There you go again! *inexpensive


----------



## DrivingZiggy (Apr 24, 2017)

Oh! Also: cost-effective. Producing good results without costing a lot of money.


----------



## seacookie (Apr 29, 2015)

DrivingZiggy said:


> There you go again! *inexpensive


I heard this in some other thread


----------



## TABOB (Feb 13, 2018)

DrivingZiggy said:


> There you go again! *inexpensive


I would say "Reasonably priced", but the word "reasonably" may give the impression that there is a bad reason for the low price.

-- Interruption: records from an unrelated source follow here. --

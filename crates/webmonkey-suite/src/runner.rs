//! Probe step execution.

use tracing::{debug, warn};
use webmonkey_core::{HttpClient, ProbeOutcome};

use crate::step::{OnReject, ProbeStep};

/// Executes a probe's step plan against a session and reduces it to a verdict.
pub struct ProbeRunner;

impl ProbeRunner {
    /// Run `steps` in order.
    ///
    /// - A transport error ends the probe as a failure carrying the error text.
    /// - An accepted status moves on to the next step.
    /// - A rejected status applies the step's [`OnReject`] policy; the first
    ///   rejection diagnostic is kept as the outcome's message.
    pub async fn execute(client: &dyn HttpClient, steps: &[ProbeStep]) -> ProbeOutcome {
        let mut rejection: Option<String> = None;

        for step in steps {
            let label = step.request.label();
            let response = match client.request(&step.request).await {
                Ok(response) => response,
                Err(e) => {
                    warn!(request = %label, error = %e, "Probe request failed");
                    return ProbeOutcome::errored(format!("{}: {}", label, e));
                }
            };

            if step.accept.accepts(response.status) {
                debug!(request = %label, status = response.status, "Step accepted");
                continue;
            }

            let diagnostic = format!(
                "{} returned {}, expected one of {}",
                label, response.status, step.accept
            );
            match step.on_reject {
                OnReject::PassEarly => {
                    debug!(request = %label, status = response.status, "Step rejected, treating as expected redirect");
                    return ProbeOutcome::success();
                }
                OnReject::Fail => {
                    debug!(request = %label, status = response.status, "Step rejected, aborting probe");
                    return ProbeOutcome::errored(diagnostic);
                }
                OnReject::Continue => {
                    debug!(request = %label, status = response.status, "Step rejected");
                    rejection.get_or_insert(diagnostic);
                }
            }
        }

        match rejection {
            None => ProbeOutcome::success(),
            Some(diagnostic) => ProbeOutcome::errored(diagnostic),
        }
    }
}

I like "Sensibly priced" better







.


----------



## seacookie (Apr 29, 2015)

well, to non native english speaking people it's all the same. We see those words as a marketing trick


----------



## danversatrans (Aug 1, 2017)

One thing to keep in mind with the " Cheap, less expensive , competitive priced , economical priced " Heat presses is their weight. Some are very light weight and when trying to put a lot of pressure on them once you try to release that pressure you end up picking up the entire press...one trick is to clamp or bolt the press down to your table which will allow you to put more pressure as it won't life off table when you are trying to release the platen....but you will still have a low end press and the heat press is most often the weakest link in the whole process


----------



## TABOB (Feb 13, 2018)

danversatrans said:


> One thing to keep in mind with the " Cheap, less expensive , competitive priced , economical priced " Heat presses is their weight. Some are very light weight and when trying to put a lot of pressure on them once you try to release that pressure you end up picking up the entire press...one trick is to clamp or bolt the press down to your table which will allow you to put more pressure as it won't life off table when you are trying to release the platen....but you will still have a low end press and the heat press is most often the weakest link in the whole process



That's right. A light heat-presses is a bad press!
The heat plate in particular must be as thick as possible. Thin heat plates have uneven temperature.


----------



## Memfo Brand Tees (Jul 7, 2018)

Thanks for the advice everyone, I'm gonna work with what l have, you get what you pay for. I've got some good presses out of it, just did 24 tank tops, only 2 goofed up. I can always use it as a grilled cheese maker!


----------